Patrick Pelloux : Il y a un effort qui est fait pour essayer de trouver une solution, par rapport à ces primes réclamées par les personnels. Le diagnostic est partagé par tout le monde, on est arrivés au bout d'un système. Il faut le rénover. On a bien compris que ça allait être difficile et long. Par rapport aux attentes, ce qui est proposé, on reste quand même sur notre faim. Je suis mitigé parce que là, d'un coup, ils [le gouvernement] se réveillent, on est déjà début juin, mi-juin pratiquement et on se réveille pour l'été. Ils disent "on va embaucher du personnel", mais du personnel on n'en trouve pas. On n'arrive pas à en embaucher en période normale, je ne vois pas où on va en trouver pour cet été. C'est ce que j'ai dit à la ministre, d'autant que Météo France prédit une canicule cet été : on sait que ça va encore embouteiller au niveau des urgences. Il y a des propositions qui ont été faites, notamment un moratoire contre les fermetures qui est d'ailleurs réclamé par une partie des grévistes, dont les personnels du Samu de Lons-le-Saunier.

Là-dessus, avez-vous obtenu gain de cause ? 

Non, elle [Agnès Buzyn] a dit "je ne mets pas de moratoire", c'est dommage parce que même les représentants des directeurs des hôpitaux expliquaient qu'il fallait arrêter. Il y en a même un qui a dit : "il faut faire machine arrière, on est allés trop loin dans les fermetures de lit". J'étais content d'entendre ça. On sent que c'est difficile. Je pense que la ministre de la Santé est tenue par Bercy, qui regarde ce qui se passe aux urgences avec beaucoup d'intérêt, et qui essaye d'empêcher qu'on aille trop loin dans des rénovations ou des dépenses qu'il [Bercy] ne voudrait pas. 

Parmi les mesures mises sur la table, il y a cette prime de risque, jusqu'à 100 euros net par mois.

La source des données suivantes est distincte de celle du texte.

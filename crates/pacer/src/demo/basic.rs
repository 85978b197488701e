use pacer_progress::{Renderer, Tracker};

use super::Demo;

pub const NESTED_OUTER: usize = 3;
pub const NESTED_INNER: usize = 30;

pub fn simple_loop<R: Renderer>(demo: &Demo<'_, R>) {
    demo.section(1, "Simple Progress Bar");
    for _ in demo.renderer.track(0..100, demo.config().desc("Processing")) {
        demo.pace.sleep(20);
    }
}

pub fn with_description<R: Renderer>(demo: &Demo<'_, R>) {
    demo.section(2, "Progress Bar with Dynamic Description");
    for i in demo.renderer.track(0..50, demo.config().desc("Loading")) {
        demo.pace.sleep(30);
        if i == 25 {
            demo.line("Halfway done!");
        }
    }
}

/// Ten units of work, each advancing the bar by ten.
pub fn manual_update<R: Renderer>(demo: &Demo<'_, R>) {
    demo.section(3, "Manual Progress Updates");
    let bar = demo
        .renderer
        .acquire(demo.config().desc("Manual updates").total(100));
    for _ in 0..10 {
        demo.pace.sleep(100);
        bar.step(10);
    }
}

/// Inner bars are cleared when done; the outer one stays.
pub fn nested<R: Renderer>(demo: &Demo<'_, R>) {
    demo.section(4, "Nested Progress Bars");
    for i in demo
        .renderer
        .track(0..NESTED_OUTER, demo.config().desc("Outer loop"))
    {
        let inner = demo.config().desc(format!("  Inner {}", i + 1)).leave(false);
        for _ in demo.renderer.track(0..NESTED_INNER, inner) {
            demo.pace.sleep(20);
        }
    }
}

pub fn run<R: Renderer>(demo: &Demo<'_, R>) {
    demo.banner("Pacer Basic Demos");

    simple_loop(demo);
    with_description(demo);
    manual_update(demo);
    nested(demo);

    demo.footer("All demos completed!");
}
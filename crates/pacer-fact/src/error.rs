//! Error types for pacer-fact.

use std::io;
use thiserror::Error;

pub type Result<T> = std::result::Result<T, FactError>;

#[derive(Debug, Error)]
pub enum FactError {
    #[error("invalid URL: {0}")]
    InvalidUrl(String),

    #[error("request timed out: {0}")]
    Timeout(#[source] reqwest::Error),

    #[error("connection failed: {0}")]
    Connect(#[source] reqwest::Error),

    #[error("HTTP status {0}")]
    Status(reqwest::StatusCode),

    #[error("invalid response body: {0}")]
    Decode(#[from] serde_json::Error),

    #[error("request failed: {0}")]
    Request(#[source] reqwest::Error),

    #[error("failed to start runtime: {0}")]
    Runtime(#[source] io::Error),
}

impl From<reqwest::Error> for FactError {
    fn from(e: reqwest::Error) -> Self {
        if e.is_timeout() {
            FactError::Timeout(e)
        } else if e.is_connect() {
            FactError::Connect(e)
        } else if let Some(status) = e.status() {
            FactError::Status(status)
        } else {
            FactError::Request(e)
        }
    }
}
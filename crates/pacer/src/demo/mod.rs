//! Illustrative loops run from the menu.

pub mod advanced;
pub mod basic;

use pacer_progress::{ProgressConfig, Renderer};

use crate::pace::Pace;

const RULE_WIDTH: usize = 50;

/// What every demo routine needs: where to draw, how fast to go and the
/// base bar config each acquisition starts from.
pub struct Demo<'a, R: Renderer> {
    pub renderer: &'a R,
    pub pace: Pace,
    ascii: bool,
}

impl<'a, R: Renderer> Demo<'a, R> {
    pub fn new(renderer: &'a R, pace: Pace) -> Self {
        Self {
            renderer,
            pace,
            ascii: false,
        }
    }

    pub fn ascii(mut self, ascii: bool) -> Self {
        self.ascii = ascii;
        self
    }

    pub fn config(&self) -> ProgressConfig {
        ProgressConfig::new().ascii(self.ascii)
    }

    pub fn line(&self, text: &str) {
        self.renderer.write(text);
    }

    fn section(&self, n: usize, title: &str) {
        self.line(&format!("\n{n}. {title}"));
        self.line(&"-".repeat(RULE_WIDTH));
    }

    fn banner(&self, title: &str) {
        let rule = "=".repeat(RULE_WIDTH);
        self.line(&rule);
        self.line(title);
        self.line(&rule);
    }

    fn footer(&self, title: &str) {
        let rule = "=".repeat(RULE_WIDTH);
        self.line(&format!("\n{rule}"));
        self.line(title);
        self.line(&rule);
    }
}
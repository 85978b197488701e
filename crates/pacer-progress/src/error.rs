use thiserror::Error;

pub type Result<T> = std::result::Result<T, ProgressError>;

#[derive(Debug, Error)]
pub enum ProgressError {
    #[error("unknown template field: {0}")]
    UnknownField(String),

    #[error("unterminated template field starting at byte {0}")]
    Unterminated(usize),

    #[error("invalid template: {0}")]
    Template(#[from] indicatif::style::TemplateError),
}
use std::time::Duration;

use reqwest::{Client, Proxy, Url};
use tracing::debug;

use crate::error::{FactError, Result};
use crate::fact::Fact;

pub const FACT_URL: &str = "https://uselessfacts.jsph.pl/random.json?language=en";

#[derive(Clone, Debug, Default)]
pub struct ClientSetting {
    pub proxies: Option<Vec<Url>>,
    /// Whole-request timeout. `None` keeps the client default (no timeout).
    pub timeout: Option<Duration>,
    /// Ignore proxies from the environment.
    pub no_proxy: bool,
    pub user_agent: Option<String>,
}

impl ClientSetting {
    pub fn build(self) -> Result<Client> {
        let mut cb = Client::builder();

        if self.no_proxy {
            cb = cb.no_proxy();
        }

        if let Some(proxies) = self.proxies {
            let (secure, insecure): (Vec<Url>, Vec<Url>) =
                proxies.into_iter().partition(|u| u.scheme() == "https");

            for u in secure {
                cb = cb.proxy(Proxy::https(u)?);
            }

            for u in insecure {
                cb = cb.proxy(Proxy::http(u)?);
            }
        }

        if let Some(timeout) = self.timeout {
            cb = cb.timeout(timeout);
        }

        let agent = self
            .user_agent
            .unwrap_or_else(|| format!("pacer-fact/{}", env!("CARGO_PKG_VERSION")));

        Ok(cb.user_agent(agent).build()?)
    }
}

/// Fetches facts from one JSON endpoint.
pub struct FactClient {
    client: Client,
    url: Url,
}

impl FactClient {
    pub fn new(setting: ClientSetting) -> Result<Self> {
        Self::with_url(setting, FACT_URL)
    }

    pub fn with_url(setting: ClientSetting, url: &str) -> Result<Self> {
        let url = Url::parse(url).map_err(|e| FactError::InvalidUrl(format!("{url}: {e}")))?;
        Ok(Self {
            client: setting.build()?,
            url,
        })
    }

    pub fn url(&self) -> &Url {
        &self.url
    }

    /// One GET, a status check and a JSON decode. No retries.
    pub async fn fetch(&self) -> Result<Fact> {
        debug!(url = %self.url, "requesting fact");

        let response = self.client.get(self.url.clone()).send().await?;
        let status = response.status();
        if !status.is_success() {
            return Err(FactError::Status(status));
        }

        let body = response.bytes().await?;
        debug!(status = %status, bytes = body.len(), "received fact");

        Ok(serde_json::from_slice(&body)?)
    }

    /// Drives [`fetch`](Self::fetch) to completion on a private runtime.
    ///
    /// Must not be called from inside an async runtime.
    pub fn fetch_blocking(&self) -> Result<Fact> {
        let runtime = tokio::runtime::Builder::new_current_thread()
            .enable_all()
            .build()
            .map_err(FactError::Runtime)?;

        runtime.block_on(self.fetch())
    }
}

Est-ce une première reconnaissance de la difficulté de votre travail ? 

Je crois, oui. Sauf que ça ne concerne pas les médecins, mais uniquement les infirmières et les aides-soignants. Ça a été salué par les organisations syndicales, mais vous ne pouvez pas dissocier les urgences de l'hôpital. L'hôpital est indissociable des urgences. On est intimement liés. Il faut donner plus pour les salaires les plus faibles de l'hôpital. Pourquoi n'y aurait-il que les urgences qui seraient concernées ? Je suis assez d'accord avec les organisations confédérales, c'est quand même un problème. Il y avait cette interpellation des confédérations, "pourquoi ne pas avoir négocié avant, pourquoi avoir attendu d'être dans un état de crise, d'arriver à la grève pour négocier ?". Ce conflit ne se résume pas à cette histoire de prime, c'est beaucoup plus compliqué que ça. On en a absolument assez de travailler dans les conditions dans lesquelles on travaille. On s'est fait les porte-voix de ce qu'endurent les patients, les familles, les 24 millions de personnes qui passent au service des urgences où nous sommes devenus la variable d'ajustement de tous les dysfonctionnements du système de santé. C'est là où la ministre est prise à son propre piège : elle organise cette réunion dont on espérait beaucoup, et on en sort un peu déçus, car on se dit que ça ne bougera jamais.